▶ INSTRUCTIONS FOR THE TASK
Every line of the listing is to be printed again exactly.

'''

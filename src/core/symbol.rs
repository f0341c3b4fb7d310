//! Rule key components and stack actions.

use serde::{Deserialize, Serialize};
use std::fmt;

/// Rendering of the lambda marker and of an empty right-hand side.
pub const LAMBDA: char = 'λ';

/// Rendering of the wildcard stack match.
pub const WILDCARD: char = '*';

/// What a rule reads from the input.
#[derive(Clone, Copy, PartialEq, Eq, Hash, Debug, Serialize, Deserialize)]
#[serde(rename_all = "snake_case")]
pub enum Trigger {
    /// Consume nothing; fire on state and stack top alone.
    Lambda,
    /// Consume exactly this input symbol.
    Input(char),
}

impl Trigger {
    pub fn is_lambda(&self) -> bool {
        matches!(self, Self::Lambda)
    }
}

impl fmt::Display for Trigger {
    fn fmt(&self, f: &mut fmt::Formatter<'_>) -> fmt::Result {
        match self {
            Self::Lambda => write!(f, "{LAMBDA}"),
            Self::Input(c) => write!(f, "{c}"),
        }
    }
}

/// What a rule requires on top of the stack.
#[derive(Clone, Copy, PartialEq, Eq, Hash, Debug, Serialize, Deserialize)]
#[serde(rename_all = "snake_case")]
pub enum StackMatch {
    /// Match regardless of the stack top.
    Any,
    /// Match only when this symbol is on top.
    Top(char),
}

impl fmt::Display for StackMatch {
    fn fmt(&self, f: &mut fmt::Formatter<'_>) -> fmt::Result {
        match self {
            Self::Any => write!(f, "{WILDCARD}"),
            Self::Top(c) => write!(f, "{c}"),
        }
    }
}

/// One entry of a rule's action list.
///
/// In documents an action is a string: `"pop"` or a single symbol.
#[derive(Clone, Copy, PartialEq, Eq, Hash, Debug, Serialize, Deserialize)]
#[serde(try_from = "String", into = "String")]
pub enum StackOp {
    /// Remove the current top. No-op on the bottom marker.
    Pop,
    /// Push a literal symbol.
    Push(char),
}

impl StackOp {
    /// Push actions for every symbol of `symbols`, in order.
    pub fn pushes(symbols: &str) -> Vec<StackOp> {
        symbols.chars().map(StackOp::Push).collect()
    }
}

impl TryFrom<String> for StackOp {
    type Error = String;

    fn try_from(value: String) -> Result<Self, Self::Error> {
        if value == "pop" {
            return Ok(Self::Pop);
        }
        let mut chars = value.chars();
        match (chars.next(), chars.next()) {
            (Some(c), None) => Ok(Self::Push(c)),
            _ => Err(format!(
                "stack action must be \"pop\" or a single symbol, got {value:?}"
            )),
        }
    }
}

impl From<StackOp> for String {
    fn from(op: StackOp) -> Self {
        match op {
            StackOp::Pop => "pop".to_string(),
            StackOp::Push(c) => c.to_string(),
        }
    }
}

'''

▶ EXPECTED ANSWER
filename src/core/symbol.rs
repository f0341c3b4fb7d310
//! Rule key components and stack actions.

use serde::{Deserialize, Serialize};
use std::fmt;

/// Rendering of the lambda marker and of an empty right-hand side.
pub const LAMBDA: char = 'λ';

/// Rendering of the wildcard stack match.
pub const WILDCARD: char = '*';

/// What a rule reads from the input.
#[derive(Clone, Copy, PartialEq, Eq, Hash, Debug, Serialize, Deserialize)]
#[serde(rename_all = "snake_case")]
pub enum Trigger {
    /// Consume nothing; fire on state and stack top alone.
    Lambda,
    /// Consume exactly this input symbol.
    Input(char),
}

impl Trigger {
    pub fn is_lambda(&self) -> bool {
        matches!(self, Self::Lambda)
    }
}

impl fmt::Display for Trigger {
    fn fmt(&self, f: &mut fmt::Formatter<'_>) -> fmt::Result {
        match self {
            Self::Lambda => write!(f, "{LAMBDA}"),
            Self::Input(c) => write!(f, "{c}"),
        }
    }
}

/// What a rule requires on top of the stack.
#[derive(Clone, Copy, PartialEq, Eq, Hash, Debug, Serialize, Deserialize)]
#[serde(rename_all = "snake_case")]
pub enum StackMatch {
    /// Match regardless of the stack top.
    Any,
    /// Match only when this symbol is on top.
    Top(char),
}

impl fmt::Display for StackMatch {
    fn fmt(&self, f: &mut fmt::Formatter<'_>) -> fmt::Result {
        match self {
            Self::Any => write!(f, "{WILDCARD}"),
            Self::Top(c) => write!(f, "{c}"),
        }
    }
}

/// One entry of a rule's action list.
///
/// In documents an action is a string: `"pop"` or a single symbol.
#[derive(Clone, Copy, PartialEq, Eq, Hash, Debug, Serialize, Deserialize)]
#[serde(try_from = "String", into = "String")]
pub enum StackOp {
    /// Remove the current top. No-op on the bottom marker.
    Pop,
    /// Push a literal symbol.
    Push(char),
}

impl StackOp {
    /// Push actions for every symbol of `symbols`, in order.
    pub fn pushes(symbols: &str) -> Vec<StackOp> {
        symbols.chars().map(StackOp::Push).collect()
    }
}

impl TryFrom<String> for StackOp {
    type Error = String;

    fn try_from(value: String) -> Result<Self, Self::Error> {
        if value == "pop" {
            return Ok(Self::Pop);
        }
        let mut chars = value.chars();
        match (chars.next(), chars.next()) {
            (Some(c), None) => Ok(Self::Push(c)),
            _ => Err(format!(
                "stack action must be \"pop\" or a single symbol, got {value:?}"
            )),
        }
    }
}

impl From<StackOp> for String {
    fn from(op: StackOp) -> Self {
        match op {
            StackOp::Pop => "pop".to_string(),
            StackOp::Push(c) => c.to_string(),
        }
    }
}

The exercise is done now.